Do You Nomi? Bowie sì, prima di tutti. Tanto da volerlo nella sua esibizione del 15 dicembre del ’79 – tra le più sfacciatamente teatrali – in onda per il Saturday Night Live dell’NBC. Tanto da farsi ancora altro da sé, prendere le sue sembianze e assegnargli un ruolo apparentemente secondario – un coro lirico, insieme al ballerino Joey Arias – che, dopo poco, varrà all’artista tedesco quello di protagonista. Con un disco e un palco tutti per sé.

Tuxedo a clessidra, sproporzionato, caricaturale, un enorme papillon a righe bianche e nere e una lunga gonna a tubo. Bowie si fa scultura: trasportato da due tutine in gonnella – Klaus e Joey, innovativi spiriti shakespeariani – una nera e una rossa. E poi donna, mentre indossa un tailleur blu e poi marionetta, once again. The Man Who Sold The Word (cinquant’anni appena compiuti, il 4 novembre), con TVC15 e Boys Keep Swinging, diventa così uno show che cambia forma, ritmo e abito, come al tocco di una bacchetta magica. Underground, contraddittoriamente pop e inevitabilmente rock: per Klaus Sperber è l’inizio della carriera.

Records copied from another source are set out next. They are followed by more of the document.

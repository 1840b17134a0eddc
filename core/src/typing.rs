use std::rc::Rc;

pub const TYPE_DELAY_MS: u32 = 80;
pub const DELETE_DELAY_MS: u32 = 60;

#[derive(Clone, Copy, Debug, PartialEq, Eq)]
pub enum TypingPhase {
    Typing,
    Deleting,
}

#[derive(Clone, Debug, PartialEq)]
pub struct Typewriter {
    phrases: Rc<[String]>,
    phrase_index: usize,
    visible_chars: usize,
    deleting: bool,
}

impl Typewriter {
    pub fn new<I, P>(phrases: I) -> Option<Self>
    where
        I: IntoIterator<Item = P>,
        P: Into<String>,
    {
        let phrases: Rc<[String]> = phrases.into_iter().map(Into::into).collect();
        if phrases.is_empty() {
            return None;
        }
        Some(Self {
            phrases,
            phrase_index: 0,
            visible_chars: 0,
            deleting: false,
        })
    }

    pub fn phrase_index(&self) -> usize {
        self.phrase_index
    }

    pub fn current_phrase(&self) -> &str {
        &self.phrases[self.phrase_index]
    }

    pub fn phase(&self) -> TypingPhase {
        if self.deleting {
            TypingPhase::Deleting
        } else {
            TypingPhase::Typing
        }
    }

    pub fn is_deleting(&self) -> bool {
        self.deleting
    }

    pub fn visible(&self) -> &str {
        let phrase = self.current_phrase();
        match phrase.char_indices().nth(self.visible_chars) {
            Some((end, _)) => &phrase[..end],
            None => phrase,
        }
    }

    pub fn delay_ms(&self) -> u32 {
        if self.deleting {
            DELETE_DELAY_MS
        } else {
            TYPE_DELAY_MS
        }
    }

    pub fn tick(&mut self) {
        let full = self.current_phrase().chars().count();
        if self.deleting {
            self.visible_chars = self.visible_chars.saturating_sub(1);
            if self.visible_chars == 0 {
                self.deleting = false;
                self.phrase_index = (self.phrase_index + 1) % self.phrases.len();
            }
        } else {
            self.visible_chars = (self.visible_chars + 1).min(full);
            if self.visible_chars == full {
                self.deleting = true;
            }
        }
    }
}

#[cfg(test)]
mod tests {
    use super::*;

    fn run(typewriter: &mut Typewriter, ticks: usize) -> Vec<String> {
        (0..ticks)
            .map(|_| {
                typewriter.tick();
                typewriter.visible().to_string()
            })
            .collect()
    }

    #[test]
    fn rejects_empty_list() {
        assert!(Typewriter::new(Vec::<String>::new()).is_none());
    }

    #[test]
    fn types_deletes_and_advances() {
        let mut typewriter = Typewriter::new(["Hi", "Yo"]).unwrap();
        assert_eq!(typewriter.visible(), "");
        assert_eq!(typewriter.delay_ms(), TYPE_DELAY_MS);

        let frames = run(&mut typewriter, 2);
        assert_eq!(frames, ["H", "Hi"]);
        assert_eq!(typewriter.phase(), TypingPhase::Deleting);
        assert_eq!(typewriter.delay_ms(), DELETE_DELAY_MS);

        let frames = run(&mut typewriter, 2);
        assert_eq!(frames, ["H", ""]);
        assert_eq!(typewriter.phrase_index(), 1);
        assert_eq!(typewriter.phase(), TypingPhase::Typing);

        let frames = run(&mut typewriter, 4);
        assert_eq!(frames, ["Y", "Yo", "Y", ""]);
        assert_eq!(typewriter.phrase_index(), 0);
    }

    #[test]
    fn cycle_is_deterministic() {
        let mut a = Typewriter::new(["Hi", "Yo"]).unwrap();
        let mut b = a.clone();
        assert_eq!(run(&mut a, 50), run(&mut b, 50));
    }

    #[test]
    fn visible_never_exceeds_phrase() {
        let mut typewriter = Typewriter::new(["añb", "", "ß"]).unwrap();
        for _ in 0..40 {
            typewriter.tick();
            let phrase = typewriter.current_phrase();
            assert!(phrase.starts_with(typewriter.visible()));
            assert!(typewriter.visible().chars().count() <= phrase.chars().count());
        }
    }

    #[test]
    fn empty_phrase_is_skipped_in_two_ticks() {
        let mut typewriter = Typewriter::new(["", "a"]).unwrap();
        typewriter.tick();
        assert!(typewriter.is_deleting());
        typewriter.tick();
        assert_eq!(typewriter.phrase_index(), 1);
        typewriter.tick();
        assert_eq!(typewriter.visible(), "a");
    }
}
use portfolio_core::{PreferenceStore, ThemePreference, ThemeRoot, ThemeStore};
use wasm_bindgen::JsValue;
use web_sys::Storage;

const DARK_CLASS: &str = "dark";
const DARK_SCHEME_QUERY: &str = "(prefers-color-scheme: dark)";

pub(crate) type PageTheme = ThemeStore<LocalStore, DocumentRoot>;

pub(crate) struct LocalStore {
    storage: Option<Storage>,
}

impl LocalStore {
    pub(crate) fn open() -> Self {
        let storage = web_sys::window().and_then(|window| window.local_storage().ok().flatten());
        if storage.is_none() {
            gloo::console::warn!("localStorage unavailable; theme will not persist");
        }
        Self { storage }
    }
}

impl PreferenceStore for LocalStore {
    fn read(&self, key: &str) -> Option<String> {
        self.storage.as_ref()?.get_item(key).ok().flatten()
    }

    fn write(&self, key: &str, value: &str) -> Result<(), String> {
        let Some(storage) = self.storage.as_ref() else {
            return Err("storage unavailable".to_string());
        };
        storage.set_item(key, value).map_err(js_err)
    }
}

pub(crate) struct DocumentRoot;

impl ThemeRoot for DocumentRoot {
    fn apply(&self, theme: ThemePreference) {
        let Some(root) = web_sys::window()
            .and_then(|window| window.document())
            .and_then(|document| document.document_element())
        else {
            return;
        };
        let classes = root.class_list();
        let result = if theme.is_dark() {
            classes.add_1(DARK_CLASS)
        } else {
            classes.remove_1(DARK_CLASS)
        };
        if let Err(err) = result {
            gloo::console::warn!("failed to apply theme", theme.as_str(), err);
        }
    }
}

pub(crate) fn system_prefers_dark() -> Option<bool> {
    let window = web_sys::window()?;
    let query = window.match_media(DARK_SCHEME_QUERY).ok().flatten()?;
    Some(query.matches())
}

pub(crate) fn load_page_theme() -> PageTheme {
    let (theme, synced) = ThemeStore::load(LocalStore::open(), DocumentRoot, system_prefers_dark());
    if let Err(err) = synced {
        gloo::console::warn!("theme not persisted", err);
    }
    theme
}

pub(crate) fn js_err(err: JsValue) -> String {
    err.as_string().unwrap_or_else(|| format!("{err:?}"))
}

#[cfg(all(test, target_arch = "wasm32"))]
mod tests {
    use super::*;
    use portfolio_core::THEME_KEY;
    use wasm_bindgen_test::*;

    wasm_bindgen_test_configure!(run_in_browser);

    fn root_is_dark() -> bool {
        web_sys::window()
            .and_then(|window| window.document())
            .and_then(|document| document.document_element())
            .map(|root| root.class_list().contains(DARK_CLASS))
            .unwrap_or(false)
    }

    #[wasm_bindgen_test]
    fn toggle_round_trips_through_local_storage() {
        console_error_panic_hook::set_once();
        let store = LocalStore::open();
        store.write(THEME_KEY, "light").expect("write theme");
        let mut theme = load_page_theme();
        assert_eq!(theme.current(), ThemePreference::Light);
        assert!(!root_is_dark());

        theme.toggle().expect("toggle");
        assert_eq!(store.read(THEME_KEY).as_deref(), Some("dark"));
        assert!(root_is_dark());

        theme.toggle().expect("toggle back");
        assert_eq!(store.read(THEME_KEY).as_deref(), Some("light"));
        assert!(!root_is_dark());
    }
}
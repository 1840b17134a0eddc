#[derive(Clone, Copy, Debug, PartialEq, Eq)]
pub struct NavItem {
    pub id: &'static str,
    pub label: &'static str,
}

pub const HERO_SECTION: &str = "hero";
pub const CONTACT_SECTION: &str = "contact";

pub const NAV_ITEMS: &[NavItem] = &[
    NavItem { id: "about", label: "About" },
    NavItem { id: "skills", label: "Skills" },
    NavItem { id: "projects", label: "Projects" },
    NavItem { id: "experience", label: "Experience" },
    NavItem { id: "education", label: "Education" },
    NavItem { id: "certifications", label: "Certifications" },
    NavItem { id: CONTACT_SECTION, label: "Contact" },
];

pub fn nav_item_by_label(label: &str) -> Option<&'static NavItem> {
    let trimmed = label.trim();
    NAV_ITEMS
        .iter()
        .find(|item| item.label.eq_ignore_ascii_case(trimmed))
}

pub fn section_ids() -> impl Iterator<Item = &'static str> {
    std::iter::once(HERO_SECTION).chain(NAV_ITEMS.iter().map(|item| item.id))
}

pub fn section_from_hash(hash: &str) -> Option<&'static str> {
    let id = hash.trim().trim_start_matches('#');
    section_ids().find(|known| *known == id)
}

#[cfg(test)]
mod tests {
    use super::*;
    use std::collections::HashSet;

    #[test]
    fn anchors_are_unique() {
        let ids: Vec<_> = section_ids().collect();
        let unique: HashSet<_> = ids.iter().collect();
        assert_eq!(ids.len(), unique.len());
        assert_eq!(ids.first(), Some(&HERO_SECTION));
    }

    #[test]
    fn label_lookup_ignores_case() {
        let item = nav_item_by_label(" certifications ").unwrap();
        assert_eq!(item.id, "certifications");
        assert!(nav_item_by_label("Blog").is_none());
    }

    #[test]
    fn hash_resolves_known_sections_only() {
        assert_eq!(section_from_hash("#contact"), Some(CONTACT_SECTION));
        assert_eq!(section_from_hash("hero"), Some(HERO_SECTION));
        assert_eq!(section_from_hash("#missing"), None);
        assert_eq!(section_from_hash(""), None);
    }
}
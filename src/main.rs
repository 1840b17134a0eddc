mod animated;
mod app_router;
mod contact_form;
mod persisted_store;
mod scroll_runtime;
mod sections;
mod yew_app;

fn main() {
    yew::Renderer::<yew_app::App>::new().render();
}
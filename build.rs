use std::env;
use std::path::PathBuf;

const BACKEND_VARS: &[&str] = &["PORTFOLIO_BACKEND_URL", "TRUNK_PUBLIC_BACKEND_URL"];

fn main() {
    let manifest_dir = PathBuf::from(env::var("CARGO_MANIFEST_DIR").unwrap_or_default());
    let env_path = manifest_dir.join(".env");
    let env_local_path = manifest_dir.join(".env.local");

    let _ = dotenvy::from_filename(&env_local_path);
    let _ = dotenvy::from_filename(&env_path);

    println!("cargo:rerun-if-changed={}", env_path.display());
    println!("cargo:rerun-if-changed={}", env_local_path.display());
    for var in BACKEND_VARS {
        println!("cargo:rerun-if-env-changed={var}");
    }

    let backend = BACKEND_VARS
        .iter()
        .filter_map(|var| env::var(var).ok())
        .map(|value| value.trim().trim_end_matches('/').to_string())
        .find(|value| !value.is_empty())
        .unwrap_or_default();
    if backend.starts_with("ws://") || backend.starts_with("wss://") {
        println!("cargo:warning=backend base '{backend}' is a websocket URL; contact POSTs need http(s)");
    }
    println!("cargo:rustc-env=PORTFOLIO_BACKEND_BASE={backend}");
}
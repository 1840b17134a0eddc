use serde::{Deserialize, Serialize};

pub const THEME_KEY: &str = "theme";

#[derive(Clone, Copy, Debug, PartialEq, Eq, Serialize, Deserialize)]
#[serde(rename_all = "lowercase")]
pub enum ThemePreference {
    Light,
    Dark,
}

impl Default for ThemePreference {
    fn default() -> Self {
        ThemePreference::Light
    }
}

impl ThemePreference {
    pub fn as_str(self) -> &'static str {
        match self {
            ThemePreference::Light => "light",
            ThemePreference::Dark => "dark",
        }
    }

    /// Anything stored other than `"dark"` reads back as light.
    pub fn from_stored(value: &str) -> Self {
        if value == "dark" {
            ThemePreference::Dark
        } else {
            ThemePreference::Light
        }
    }

    pub fn is_dark(self) -> bool {
        matches!(self, ThemePreference::Dark)
    }

    pub fn toggled(self) -> Self {
        match self {
            ThemePreference::Light => ThemePreference::Dark,
            ThemePreference::Dark => ThemePreference::Light,
        }
    }
}

pub trait PreferenceStore {
    fn read(&self, key: &str) -> Option<String>;
    fn write(&self, key: &str, value: &str) -> Result<(), String>;
}

pub trait ThemeRoot {
    fn apply(&self, theme: ThemePreference);
}

pub fn initial_theme<S: PreferenceStore>(
    store: &S,
    system_prefers_dark: Option<bool>,
) -> ThemePreference {
    if let Some(saved) = store.read(THEME_KEY).filter(|value| !value.is_empty()) {
        return ThemePreference::from_stored(&saved);
    }
    match system_prefers_dark {
        Some(true) => ThemePreference::Dark,
        _ => ThemePreference::Light,
    }
}

pub struct ThemeStore<S, R> {
    store: S,
    root: R,
    current: ThemePreference,
}

impl<S: PreferenceStore, R: ThemeRoot> ThemeStore<S, R> {
    /// Applies and stores the resolved theme immediately.
    pub fn load(store: S, root: R, system_prefers_dark: Option<bool>) -> (Self, Result<(), String>) {
        let current = initial_theme(&store, system_prefers_dark);
        let theme = Self {
            store,
            root,
            current,
        };
        let synced = theme.sync();
        (theme, synced)
    }

    pub fn current(&self) -> ThemePreference {
        self.current
    }

    pub fn toggle(&mut self) -> Result<ThemePreference, String> {
        self.set(self.current.toggled())
    }

    fn set(&mut self, theme: ThemePreference) -> Result<ThemePreference, String> {
        self.current = theme;
        self.sync()?;
        Ok(theme)
    }

    /// The visual root is updated even when the write fails.
    fn sync(&self) -> Result<(), String> {
        self.root.apply(self.current);
        self.store.write(THEME_KEY, self.current.as_str())
    }
}
use std::cell::{Cell, RefCell};
use std::rc::{Rc, Weak};

use gloo::events::{EventListener, EventListenerOptions, EventListenerPhase};
use gloo::render::{request_animation_frame, AnimationFrame};
use portfolio_core::{ScrollFrame, ScrollMetrics, ScrollTracker};
use yew::prelude::*;

const FIRST_FRAME_MS: f64 = 16.0;

fn read_metrics() -> Option<ScrollMetrics> {
    let window = web_sys::window()?;
    let root = window.document()?.document_element()?;
    let viewport_height = window.inner_height().ok()?.as_f64()?;
    Some(ScrollMetrics {
        scroll_top: window.scroll_y().ok()?,
        scroll_height: root.scroll_height() as f64,
        viewport_height,
    })
}

/// Feeds window scroll positions into a `ScrollTracker` and steps its
/// springs on animation frames until they settle. Dropping the driver
/// removes the listeners and cancels the pending frame.
pub(crate) struct ScrollDriver {
    tracker: RefCell<ScrollTracker>,
    frame: RefCell<Option<AnimationFrame>>,
    last_tick_ms: Cell<Option<f64>>,
    on_frame: Rc<dyn Fn(ScrollFrame)>,
    listeners: RefCell<Vec<EventListener>>,
}

impl ScrollDriver {
    pub(crate) fn install(on_frame: Rc<dyn Fn(ScrollFrame)>) -> Rc<Self> {
        let driver = Rc::new(Self {
            tracker: RefCell::new(ScrollTracker::new()),
            frame: RefCell::new(None),
            last_tick_ms: Cell::new(None),
            on_frame,
            listeners: RefCell::new(Vec::new()),
        });
        let Some(window) = web_sys::window() else {
            return driver;
        };
        let mut listeners = Vec::new();
        for event_type in ["scroll", "resize"] {
            let weak: Weak<Self> = Rc::downgrade(&driver);
            let listener = EventListener::new_with_options(
                &window,
                event_type,
                EventListenerOptions {
                    phase: EventListenerPhase::Bubble,
                    passive: true,
                },
                move |_event| {
                    if let Some(driver) = weak.upgrade() {
                        driver.observe_window();
                    }
                },
            );
            listeners.push(listener);
        }
        *driver.listeners.borrow_mut() = listeners;
        driver.observe_window();
        driver
    }

    fn observe_window(self: &Rc<Self>) {
        let Some(metrics) = read_metrics() else {
            return;
        };
        self.tracker.borrow_mut().observe(metrics.progress());
        self.ensure_frame();
    }

    fn ensure_frame(self: &Rc<Self>) {
        if self.frame.borrow().is_some() {
            return;
        }
        let weak = Rc::downgrade(self);
        let handle = request_animation_frame(move |timestamp| {
            if let Some(driver) = weak.upgrade() {
                driver.animation_frame(timestamp);
            }
        });
        *self.frame.borrow_mut() = Some(handle);
    }

    fn animation_frame(self: &Rc<Self>, timestamp: f64) {
        self.frame.borrow_mut().take();
        let dt_ms = match self.last_tick_ms.replace(Some(timestamp)) {
            Some(prev) => (timestamp - prev).max(0.0),
            None => FIRST_FRAME_MS,
        };
        let frame = self.tracker.borrow_mut().advance(dt_ms);
        (self.on_frame)(frame);
        if frame.settled {
            self.last_tick_ms.set(None);
        } else {
            self.ensure_frame();
        }
    }
}

#[hook]
pub(crate) fn use_scroll_progress() -> ScrollFrame {
    let frame = use_state_eq(|| ScrollTracker::new().frame());
    {
        let frame = frame.clone();
        use_effect_with((), move |_| {
            let driver = ScrollDriver::install(Rc::new(move |next: ScrollFrame| frame.set(next)));
            move || drop(driver)
        });
    }
    *frame
}

#[cfg(all(test, target_arch = "wasm32"))]
mod tests {
    use super::*;
    use gloo::timers::future::TimeoutFuture;
    use wasm_bindgen_test::*;

    wasm_bindgen_test_configure!(run_in_browser);

    #[wasm_bindgen_test(async)]
    async fn driver_reports_frames_and_stops_after_drop() {
        console_error_panic_hook::set_once();
        let frames = Rc::new(Cell::new(0u32));
        let counter = frames.clone();
        let driver = ScrollDriver::install(Rc::new(move |_frame: ScrollFrame| {
            counter.set(counter.get() + 1);
        }));
        TimeoutFuture::new(100).await;
        let seen = frames.get();
        assert!(seen >= 1, "expected at least one frame");

        drop(driver);
        TimeoutFuture::new(100).await;
        assert_eq!(frames.get(), seen);
    }
}
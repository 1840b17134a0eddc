#[derive(Clone, Copy, Debug, PartialEq)]
pub struct SpringConfig {
    pub stiffness: f64,
    pub damping: f64,
    pub mass: f64,
    pub rest_delta: f64,
    pub rest_speed: f64,
}

impl SpringConfig {
    pub const fn new(stiffness: f64, damping: f64, mass: f64) -> Self {
        Self {
            stiffness,
            damping,
            mass,
            rest_delta: 0.001,
            rest_speed: 0.01,
        }
    }

    pub fn damping_ratio(&self) -> f64 {
        self.damping / (2.0 * (self.stiffness * self.mass).sqrt())
    }
}

// Longer gaps (background tabs) are treated as one frame.
const MAX_FRAME_MS: f64 = 64.0;
const SUBSTEP_MS: f64 = 1.0;

/// Semi-implicit Euler in fixed sub-steps.
#[derive(Clone, Debug, PartialEq)]
pub struct Spring {
    config: SpringConfig,
    value: f64,
    velocity: f64,
    target: f64,
}

impl Spring {
    pub fn new(config: SpringConfig, initial: f64) -> Self {
        Self {
            config,
            value: initial,
            velocity: 0.0,
            target: initial,
        }
    }

    pub fn value(&self) -> f64 {
        self.value
    }

    pub fn set_target(&mut self, target: f64) {
        self.target = target;
    }

    pub fn is_at_rest(&self) -> bool {
        (self.target - self.value).abs() <= self.config.rest_delta
            && self.velocity.abs() <= self.config.rest_speed
    }

    pub fn step(&mut self, dt_ms: f64) -> f64 {
        if self.is_at_rest() {
            self.value = self.target;
            self.velocity = 0.0;
            return self.value;
        }
        let mut remaining = dt_ms.clamp(0.0, MAX_FRAME_MS);
        let mass = self.config.mass.max(f64::EPSILON);
        while remaining > 0.0 {
            let dt = remaining.min(SUBSTEP_MS) / 1000.0;
            let spring = -self.config.stiffness * (self.value - self.target);
            let damper = -self.config.damping * self.velocity;
            self.velocity += (spring + damper) / mass * dt;
            self.value += self.velocity * dt;
            remaining -= SUBSTEP_MS;
        }
        if self.is_at_rest() {
            self.value = self.target;
            self.velocity = 0.0;
        }
        self.value
    }
}

#[cfg(test)]
mod tests {
    use super::*;

    const CONFIG: SpringConfig = SpringConfig::new(120.0, 20.0, 0.2);

    fn settle(spring: &mut Spring, frames: usize) {
        for _ in 0..frames {
            spring.step(16.0);
        }
    }

    #[test]
    fn idle_spring_stays_put() {
        let mut spring = Spring::new(CONFIG, 0.3);
        assert!(spring.is_at_rest());
        assert_eq!(spring.step(16.0), 0.3);
    }

    #[test]
    fn converges_to_target() {
        let mut spring = Spring::new(CONFIG, 0.0);
        spring.set_target(1.0);
        settle(&mut spring, 120);
        assert!(spring.is_at_rest());
        assert_eq!(spring.value(), 1.0);
    }

    #[test]
    fn overdamped_config_does_not_overshoot() {
        assert!(CONFIG.damping_ratio() >= 1.0);
        let mut spring = Spring::new(CONFIG, 0.0);
        spring.set_target(1.0);
        let mut last = 0.0;
        for _ in 0..200 {
            let value = spring.step(16.0);
            assert!(value <= 1.0 + 1e-9);
            assert!(value >= last);
            last = value;
        }
    }

    #[test]
    fn frame_pacing_does_not_change_outcome() {
        let mut coarse = Spring::new(CONFIG, 0.0);
        let mut fine = Spring::new(CONFIG, 0.0);
        coarse.set_target(0.5);
        fine.set_target(0.5);
        coarse.step(32.0);
        fine.step(16.0);
        fine.step(16.0);
        assert!((coarse.value() - fine.value()).abs() < 1e-9);
    }

    #[test]
    fn long_gap_is_capped() {
        let mut capped = Spring::new(CONFIG, 0.0);
        let mut frame = Spring::new(CONFIG, 0.0);
        capped.set_target(1.0);
        frame.set_target(1.0);
        capped.step(10_000.0);
        frame.step(MAX_FRAME_MS);
        assert_eq!(capped.value(), frame.value());
    }
}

In arte Nomi, anagramma di quell’omni(s) latino che sul palco si traduce davvero in qualunque cosa, è cantante, attore, danzatore. Precursore del punk-rock e dell’Avant-Guarde, si insinua nella scena culturale dell’Est Village newyorkese e nell’occhio bowieiano. Disturba e disorienta, è un performer stravagante, esagerato, appariscente, controllato. Vittima della fascinazione per il Giappone e per il Kabuki, come Kemp e Ziggy, va in scena con il viso dipinto di bianco, gli occhi e la bocca truccati di nero. Lento ma dinamico, dall’estetica insolita e attenta, la vocalità estesa, la fisicità futurista e futuristica, coniuga opera e new wave, incamerando atmosfere espressioniste e sprigionando rappresentazioni surreali.

Interpreta Death e Cold Song, rileggendo Henry Purcell; malinconico eppure ironico, canta Nomi Song, gioca con le parole e le ambivalenze: la drammaturgia del suo teatro resta egli stesso, con i movimenti netti e squadrati, le sembianze draculiane, la danza cadenzata e appuntita, in finto contrasto col suo canto sospeso, profondo e a volte malinconico.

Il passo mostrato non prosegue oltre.